🤖 AI Summary
This work addresses the limitations of existing biomedical retrieval models, which rely on coarse-grained binary relevance signals and struggle to capture fine-grained semantic overlap and hierarchical relationships among texts. To overcome this, the study introduces hierarchical multi-label contrastive learning into biomedical retrieval for the first time, leveraging the tree-structured MeSH ontology to construct structured supervision signals. The authors propose BioHiCL (Base/Large), a lightweight generative retrieval model that effectively encodes both semantic and hierarchical dependencies among labels.

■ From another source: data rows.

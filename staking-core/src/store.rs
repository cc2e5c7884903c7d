//! Key-value store abstraction
//!
//! All ledger state goes through [`KvStore`]. A [`CacheStore`] branches a
//! parent store: reads fall through, writes are buffered and only reach the
//! parent on [`CacheStore::write`]. Dropping a branch discards its writes,
//! which is how failed operations roll back.

use crate::error::Result;
use serde::{de::DeserializeOwned, Serialize};
use std::collections::BTreeMap;
use std::fmt;

/// Ordered byte key-value store
pub trait KvStore {
    /// Read a value
    fn get(&self, key: &[u8]) -> Result<Option<Vec<u8>>>;

    /// Write a value
    fn set(&mut self, key: &[u8], value: Vec<u8>) -> Result<()>;

    /// Remove a value
    fn delete(&mut self, key: &[u8]) -> Result<()>;

    /// All pairs whose key starts with `prefix`, in key order
    fn prefix_scan(&self, prefix: &[u8]) -> Result<Vec<(Vec<u8>, Vec<u8>)>>;
}

/// Store that can make its pending writes durable
pub trait CommitStore: KvStore {
    /// Persist every write since the last commit
    fn commit(&mut self) -> Result<()>;
}

/// Typed access on top of raw bytes (bincode)
pub trait KvStoreExt: KvStore {
    /// Read and decode
    fn get_decoded<T: DeserializeOwned>(&self, key: &[u8]) -> Result<Option<T>> {
        match self.get(key)? {
            Some(bytes) => Ok(Some(bincode::deserialize(&bytes)?)),
            None => Ok(None),
        }
    }

    /// Encode and write
    fn set_encoded<T: Serialize>(&mut self, key: &[u8], value: &T) -> Result<()> {
        self.set(key, bincode::serialize(value)?)
    }

    /// Decode every value under `prefix`
    fn scan_decoded<T: DeserializeOwned>(&self, prefix: &[u8]) -> Result<Vec<T>> {
        self.prefix_scan(prefix)?
            .into_iter()
            .map(|(_, v)| Ok(bincode::deserialize(&v)?))
            .collect()
    }
}

impl<S: KvStore + ?Sized> KvStoreExt for S {}

/// In-memory store
#[derive(Debug, Default, Clone, PartialEq, Eq)]
pub struct MemStore {
    data: BTreeMap<Vec<u8>, Vec<u8>>,
}

impl MemStore {
    /// Empty store
    pub fn new() -> Self {
        Self::default()
    }

    /// Number of keys
    pub fn len(&self) -> usize {
        self.data.len()
    }

    /// True when no keys are stored
    pub fn is_empty(&self) -> bool {
        self.data.is_empty()
    }
}

impl KvStore for MemStore {
    fn get(&self, key: &[u8]) -> Result<Option<Vec<u8>>> {
        Ok(self.data.get(key).cloned())
    }

    fn set(&mut self, key: &[u8], value: Vec<u8>) -> Result<()> {
        self.data.insert(key.to_vec(), value);
        Ok(())
    }

    fn delete(&mut self, key: &[u8]) -> Result<()> {
        self.data.remove(key);
        Ok(())
    }

    fn prefix_scan(&self, prefix: &[u8]) -> Result<Vec<(Vec<u8>, Vec<u8>)>> {
        Ok(self
            .data
            .range(prefix.to_vec()..)
            .take_while(|(k, _)| k.starts_with(prefix))
            .map(|(k, v)| (k.clone(), v.clone()))
            .collect())
    }
}

impl CommitStore for MemStore {
    fn commit(&mut self) -> Result<()> {
        Ok(())
    }
}

/// Buffered writes over a parent store
pub struct CacheStore<'a, S: KvStore + ?Sized> {
    parent: &'a mut S,
    writes: BTreeMap<Vec<u8>, Option<Vec<u8>>>,
}

impl<'a, S: KvStore + ?Sized> CacheStore<'a, S> {
    /// Branch `parent`
    pub fn new(parent: &'a mut S) -> Self {
        Self {
            parent,
            writes: BTreeMap::new(),
        }
    }

    /// Number of buffered writes
    pub fn pending(&self) -> usize {
        self.writes.len()
    }

    /// Flush buffered writes to the parent
    pub fn write(self) -> Result<()> {
        let Self { parent, writes } = self;
        for (key, value) in writes {
            match value {
                Some(value) => parent.set(&key, value)?,
                None => parent.delete(&key)?,
            }
        }
        Ok(())
    }
}

impl<S: KvStore + ?Sized> fmt::Debug for CacheStore<'_, S> {
    fn fmt(&self, f: &mut fmt::Formatter<'_>) -> fmt::Result {
        f.debug_struct("CacheStore")
            .field("pending", &self.writes.len())
            .finish()
    }
}

impl<S: KvStore + ?Sized> KvStore for CacheStore<'_, S> {
    fn get(&self, key: &[u8]) -> Result<Option<Vec<u8>>> {
        match self.writes.get(key) {
            Some(value) => Ok(value.clone()),
            None => self.parent.get(key),
        }
    }

    fn set(&mut self, key: &[u8], value: Vec<u8>) -> Result<()> {
        self.writes.insert(key.to_vec(), Some(value));
        Ok(())
    }

    fn delete(&mut self, key: &[u8]) -> Result<()> {
        self.writes.insert(key.to_vec(), None);
        Ok(())
    }

    fn prefix_scan(&self, prefix: &[u8]) -> Result<Vec<(Vec<u8>, Vec<u8>)>> {
        let mut merged: BTreeMap<Vec<u8>, Vec<u8>> =
            self.parent.prefix_scan(prefix)?.into_iter().collect();

        let overlay = self
            .writes
            .range(prefix.to_vec()..)
            .take_while(|(k, _)| k.starts_with(prefix));
        for (key, value) in overlay {
            match value {
                Some(value) => {
                    merged.insert(key.clone(), value.clone());
                }
                None => {
                    merged.remove(key);
                }
            }
        }

        Ok(merged.into_iter().collect())
    }
}

#[cfg(test)]
mod tests {
    use super::*;

    #[test]
    fn test_mem_store_prefix_scan() {
        let mut store = MemStore::new();
        store.set(b"a1", b"x".to_vec()).unwrap();
        store.set(b"a2", b"y".to_vec()).unwrap();
        store.set(b"b1", b"z".to_vec()).unwrap();

        let keys: Vec<_> = store.prefix_scan(b"a").unwrap().into_iter().map(|(k, _)| k).collect();
        assert_eq!(keys, vec![b"a1".to_vec(), b"a2".to_vec()]);
    }

    #[test]
    fn test_cache_write_flushes() {
        let mut store = MemStore::new();
        store.set(b"k", b"old".to_vec()).unwrap();

        let mut cache = CacheStore::new(&mut store);
        cache.set(b"k", b"new".to_vec()).unwrap();
        cache.set(b"n", b"1".to_vec()).unwrap();
        assert_eq!(cache.get(b"k").unwrap(), Some(b"new".to_vec()));
        cache.write().unwrap();

        assert_eq!(store.get(b"k").unwrap(), Some(b"new".to_vec()));
        assert_eq!(store.len(), 2);
    }

    #[test]
    fn test_cache_drop_discards() {
        let mut store = MemStore::new();
        store.set(b"k", b"v".to_vec()).unwrap();
        {
            let mut cache = CacheStore::new(&mut store);
            cache.delete(b"k").unwrap();
            cache.set(b"x", b"y".to_vec()).unwrap();
            assert_eq!(cache.get(b"k").unwrap(), None);
        }
        assert_eq!(store.get(b"k").unwrap(), Some(b"v".to_vec()));
        assert_eq!(store.get(b"x").unwrap(), None);
    }

    #[test]
    fn test_cache_prefix_scan_overlays_writes() {
        let mut store = MemStore::new();
        store.set(b"p1", b"a".to_vec()).unwrap();
        store.set(b"p2", b"b".to_vec()).unwrap();

        let mut cache = CacheStore::new(&mut store);
        cache.delete(b"p1").unwrap();
        cache.set(b"p3", b"c".to_vec()).unwrap();

        let scanned = cache.prefix_scan(b"p").unwrap();
        assert_eq!(
            scanned,
            vec![(b"p2".to_vec(), b"b".to_vec()), (b"p3".to_vec(), b"c".to_vec())]
        );
    }

    #[test]
    fn test_nested_branches() {
        let mut store = MemStore::new();
        let mut outer = CacheStore::new(&mut store);
        outer.set(b"a", b"1".to_vec()).unwrap();
        {
            let mut inner = CacheStore::new(&mut outer);
            inner.set(b"b", b"2".to_vec()).unwrap();
            // dropped without write
        }
        outer.write().unwrap();
        assert_eq!(store.get(b"a").unwrap(), Some(b"1".to_vec()));
        assert_eq!(store.get(b"b").unwrap(), None);
    }
}
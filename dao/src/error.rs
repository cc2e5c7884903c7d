//! Error types for the governance extension

use staking_core::error::{codes as sdk_codes, ErrorCode, SDK_CODESPACE};
use thiserror::Error;

/// Result type for governance operations
pub type Result<T> = std::result::Result<T, Error>;

/// Codespace for governance errors
pub const DEFAULT_CODESPACE: &str = "dao";

/// Codes in the governance codespace
pub mod codes {
    /// Invalid proposal content
    pub const INVALID_CONTENT: u32 = 6;
    /// Invalid proposal type
    pub const INVALID_PROPOSAL_TYPE: u32 = 7;
    /// Invalid vote
    pub const INVALID_VOTE: u32 = 8;
    /// No handler registered for the proposal route
    pub const NO_PROPOSAL_HANDLER: u32 = 11;

    /// Invalid coins (framework codespace)
    pub const INVALID_COINS: u32 = 10;
}

/// Governance errors
#[derive(Error, Debug)]
pub enum Error {
    /// Content failed validation
    #[error("invalid proposal content: {0}")]
    InvalidContent(String),

    /// Unsupported proposal type
    #[error("invalid proposal type: {0}")]
    InvalidProposalType(String),

    /// Unsupported vote
    #[error("invalid vote option: {0}")]
    InvalidVote(String),

    /// No handler for the content's route
    #[error("no handler exists for proposal route {0}")]
    UnknownProposalRoute(String),

    /// Route already registered
    #[error("route {0} has already been initialized")]
    DuplicateRoute(String),

    /// Registration after sealing
    #[error("router sealed; cannot register {0} route handler")]
    RouterSealed(String),

    /// Route is not alphanumeric
    #[error("route expressions can only contain alphanumeric characters: {0}")]
    InvalidRoute(String),

    /// Missing or malformed address
    #[error("invalid address: {0}")]
    InvalidAddress(String),

    /// Malformed or non-positive coins
    #[error("invalid coins: {0}")]
    InvalidCoins(String),

    /// Error raised by the shared staking primitives
    #[error(transparent)]
    Staking(#[from] staking_core::Error),

    /// JSON error
    #[error("JSON error: {0}")]
    Json(#[from] serde_json::Error),
}

impl ErrorCode for Error {
    fn code(&self) -> u32 {
        match self {
            Error::InvalidContent(_) => codes::INVALID_CONTENT,
            Error::InvalidProposalType(_) => codes::INVALID_PROPOSAL_TYPE,
            Error::InvalidVote(_) => codes::INVALID_VOTE,
            Error::UnknownProposalRoute(_) => codes::NO_PROPOSAL_HANDLER,
            Error::DuplicateRoute(_) | Error::RouterSealed(_) | Error::InvalidRoute(_) => {
                sdk_codes::INTERNAL
            }
            Error::InvalidAddress(_) => sdk_codes::INVALID_ADDRESS,
            Error::InvalidCoins(_) => codes::INVALID_COINS,
            Error::Staking(e) => e.code(),
            Error::Json(_) => sdk_codes::TX_DECODE,
        }
    }

    fn codespace(&self) -> &'static str {
        match self {
            Error::InvalidContent(_)
            | Error::InvalidProposalType(_)
            | Error::InvalidVote(_)
            | Error::UnknownProposalRoute(_) => DEFAULT_CODESPACE,
            Error::Staking(e) => e.codespace(),
            _ => SDK_CODESPACE,
        }
    }
}

#[cfg(test)]
mod tests {
    use super::*;

    #[test]
    fn test_codes() {
        let err = Error::UnknownProposalRoute("treasury".into());
        assert_eq!(err.code(), 11);
        assert_eq!(err.codespace(), "dao");
        assert_eq!(err.to_string(), "no handler exists for proposal route treasury");

        let err = Error::InvalidCoins("-1stake".into());
        assert_eq!((err.code(), err.codespace()), (10, "sdk"));
    }

    #[test]
    fn test_staking_errors_keep_their_codes() {
        let err: Error = staking_core::Error::BadDelegationAmount.into();
        assert_eq!(err.codespace(), "staking");
        assert_eq!(err.to_string(), "amount must be > 0");
    }
}
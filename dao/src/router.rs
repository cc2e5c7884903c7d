//! Proposal execution handlers keyed by route
//!
//! Once a proposal passes, the governance lifecycle hands its content to
//! [`ProposalRouter::execute`]. The router is filled at startup and sealed;
//! after that the table is immutable.

use crate::content::{Content, ProposalContent, UpgradePlan};
use crate::error::{Error, Result};
use crate::ROUTER_KEY;
use staking_core::store::{KvStore, KvStoreExt};
use staking_core::Context;
use std::collections::BTreeMap;
use std::fmt;
use tracing::info;

/// Key of the scheduled upgrade plan
pub const UPGRADE_PLAN_KEY: &[u8] = &[0x71];

/// Handler executing passed proposal content
pub type ProposalHandler = Box<dyn Fn(&mut Context<'_>, &Content) -> Result<()>>;

/// Route → handler table
#[derive(Default)]
pub struct ProposalRouter {
    routes: BTreeMap<String, ProposalHandler>,
    sealed: bool,
}

impl fmt::Debug for ProposalRouter {
    fn fmt(&self, f: &mut fmt::Formatter<'_>) -> fmt::Result {
        f.debug_struct("ProposalRouter")
            .field("routes", &self.routes.keys().collect::<Vec<_>>())
            .field("sealed", &self.sealed)
            .finish()
    }
}

fn is_valid_route(route: &str) -> bool {
    !route.is_empty() && route.chars().all(|c| c.is_ascii_alphanumeric())
}

impl ProposalRouter {
    /// Empty, unsealed router
    pub fn new() -> Self {
        Self::default()
    }

    /// Register `handler` for `route`
    pub fn add_route<H>(&mut self, route: &str, handler: H) -> Result<&mut Self>
    where
        H: Fn(&mut Context<'_>, &Content) -> Result<()> + 'static,
    {
        if self.sealed {
            return Err(Error::RouterSealed(route.to_string()));
        }
        if !is_valid_route(route) {
            return Err(Error::InvalidRoute(route.to_string()));
        }
        if self.routes.contains_key(route) {
            return Err(Error::DuplicateRoute(route.to_string()));
        }
        self.routes.insert(route.to_string(), Box::new(handler));
        Ok(self)
    }

    /// Refuse further registrations
    pub fn seal(&mut self) {
        self.sealed = true;
    }

    /// Whether the router is sealed
    pub fn is_sealed(&self) -> bool {
        self.sealed
    }

    /// Whether a handler exists for `route`
    pub fn has_route(&self, route: &str) -> bool {
        self.routes.contains_key(route)
    }

    /// Execute passed content in a cache branch; a failing handler leaves no writes
    pub fn execute(&self, ctx: &mut Context<'_>, content: &Content) -> Result<()> {
        let route = content.proposal_route();
        let handler = self
            .routes
            .get(route)
            .ok_or_else(|| Error::UnknownProposalRoute(route.to_string()))?;
        ctx.branch_with(|ctx| handler(ctx, content))
    }
}

/// Handler for the built-in `dao` route
pub fn dao_proposal_handler(ctx: &mut Context<'_>, content: &Content) -> Result<()> {
    match content {
        Content::Text(p) => {
            info!(title = %p.title, "Text proposal passed");
            Ok(())
        }
        Content::SoftwareUpgrade(p) => schedule_upgrade(ctx, &p.plan),
    }
}

fn schedule_upgrade(ctx: &mut Context<'_>, plan: &UpgradePlan) -> Result<()> {
    if let Some(existing) = scheduled_upgrade(ctx.store())? {
        return Err(Error::InvalidContent(format!(
            "upgrade {} already scheduled at height {}",
            existing.name, existing.height
        )));
    }
    if plan.height <= ctx.block_height() {
        return Err(Error::InvalidContent(format!(
            "upgrade height {} must be above the current height {}",
            plan.height,
            ctx.block_height()
        )));
    }
    ctx.store_mut().set_encoded(UPGRADE_PLAN_KEY, plan)?;
    info!(name = %plan.name, height = plan.height, "Software upgrade scheduled");
    Ok(())
}

/// Currently scheduled upgrade plan
pub fn scheduled_upgrade(store: &dyn KvStore) -> Result<Option<UpgradePlan>> {
    Ok(store.get_decoded(UPGRADE_PLAN_KEY)?)
}

/// Router with the built-in `dao` route, sealed
pub fn default_router() -> Result<ProposalRouter> {
    let mut router = ProposalRouter::new();
    router.add_route(ROUTER_KEY, dao_proposal_handler)?;
    router.seal();
    Ok(router)
}

#[cfg(test)]
mod tests {
    use super::*;
    use crate::content::{SoftwareUpgradeProposal, TextProposal};
    use chrono::{TimeZone, Utc};
    use staking_core::{BlockHeader, MemStore};

    fn header(height: u64) -> BlockHeader {
        BlockHeader {
            chain_id: "dao-test".into(),
            height,
            time: Utc.with_ymd_and_hms(2022, 1, 1, 0, 0, 0).unwrap(),
        }
    }

    fn upgrade(height: u64) -> Content {
        SoftwareUpgradeProposal::new(
            "upgrade",
            "move to v2",
            UpgradePlan {
                name: "v2".into(),
                height,
                info: String::new(),
            },
        )
        .into()
    }

    #[test]
    fn test_registration_rules() {
        let mut router = ProposalRouter::new();
        router.add_route("dao", dao_proposal_handler).unwrap();
        assert!(matches!(
            router.add_route("dao", dao_proposal_handler),
            Err(Error::DuplicateRoute(_))
        ));
        assert!(matches!(
            router.add_route("bad-route", dao_proposal_handler),
            Err(Error::InvalidRoute(_))
        ));

        router.seal();
        assert!(router.is_sealed());
        assert!(matches!(
            router.add_route("treasury", dao_proposal_handler),
            Err(Error::RouterSealed(_))
        ));
        assert!(router.has_route("dao"));
        assert!(!router.has_route("treasury"));
    }

    #[test]
    fn test_unknown_route() {
        let router = ProposalRouter::new();
        let mut store = MemStore::new();
        let mut ctx = Context::new(&mut store, header(1));
        let err = router
            .execute(&mut ctx, &TextProposal::new("t", "d").into())
            .unwrap_err();
        assert!(matches!(err, Error::UnknownProposalRoute(route) if route == "dao"));
    }

    #[test]
    fn test_text_proposal_is_noop() {
        let router = default_router().unwrap();
        let mut store = MemStore::new();
        let mut ctx = Context::new(&mut store, header(1));
        router
            .execute(&mut ctx, &TextProposal::new("t", "d").into())
            .unwrap();
        drop(ctx);
        assert!(store.is_empty());
    }

    #[test]
    fn test_software_upgrade_scheduling() {
        let router = default_router().unwrap();
        let mut store = MemStore::new();

        let mut ctx = Context::new(&mut store, header(10));
        assert!(matches!(
            router.execute(&mut ctx, &upgrade(10)),
            Err(Error::InvalidContent(_))
        ));
        router.execute(&mut ctx, &upgrade(100)).unwrap();
        assert!(matches!(
            router.execute(&mut ctx, &upgrade(200)),
            Err(Error::InvalidContent(_))
        ));
        drop(ctx);

        let plan = scheduled_upgrade(&store).unwrap().unwrap();
        assert_eq!(plan.name, "v2");
        assert_eq!(plan.height, 100);
    }

    #[test]
    fn test_failing_handler_rolls_back() {
        let mut router = ProposalRouter::new();
        router
            .add_route("dao", |ctx, _content| {
                ctx.store_mut().set(b"partial", b"write".to_vec())?;
                Err(Error::InvalidContent("boom".into()))
            })
            .unwrap();

        let mut store = MemStore::new();
        let mut ctx = Context::new(&mut store, header(1));
        assert!(router
            .execute(&mut ctx, &TextProposal::new("t", "d").into())
            .is_err());
        drop(ctx);
        assert!(store.is_empty());
    }
}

Evaluated across biomedical retrieval, sentence similarity, and question answering tasks, BioHiCL significantly outperforms current state-of-the-art methods while maintaining efficient inference performance.
📝 Abstract
Effective biomedical information retrieval requires modeling domain semantics and hierarchical relationships among biomedical texts. Existing biomedical generative retrievers build on coarse binary relevance signals, limiting their ability to capture semantic overlap. We propose BioHiCL (Biomedical Retrieval with Hierarchical Multi-Label Contrastive Learning), which leverages hierarchical MeSH annotations to provide structured supervision for multi-label contrastive learning. Our models, BioHiCL-Base (0.1B) and BioHiCL-Large (0.3B), achieve promising performance on biomedical retrieval, sentence similarity, and question answering tasks, while remaining computationally efficient for deployment.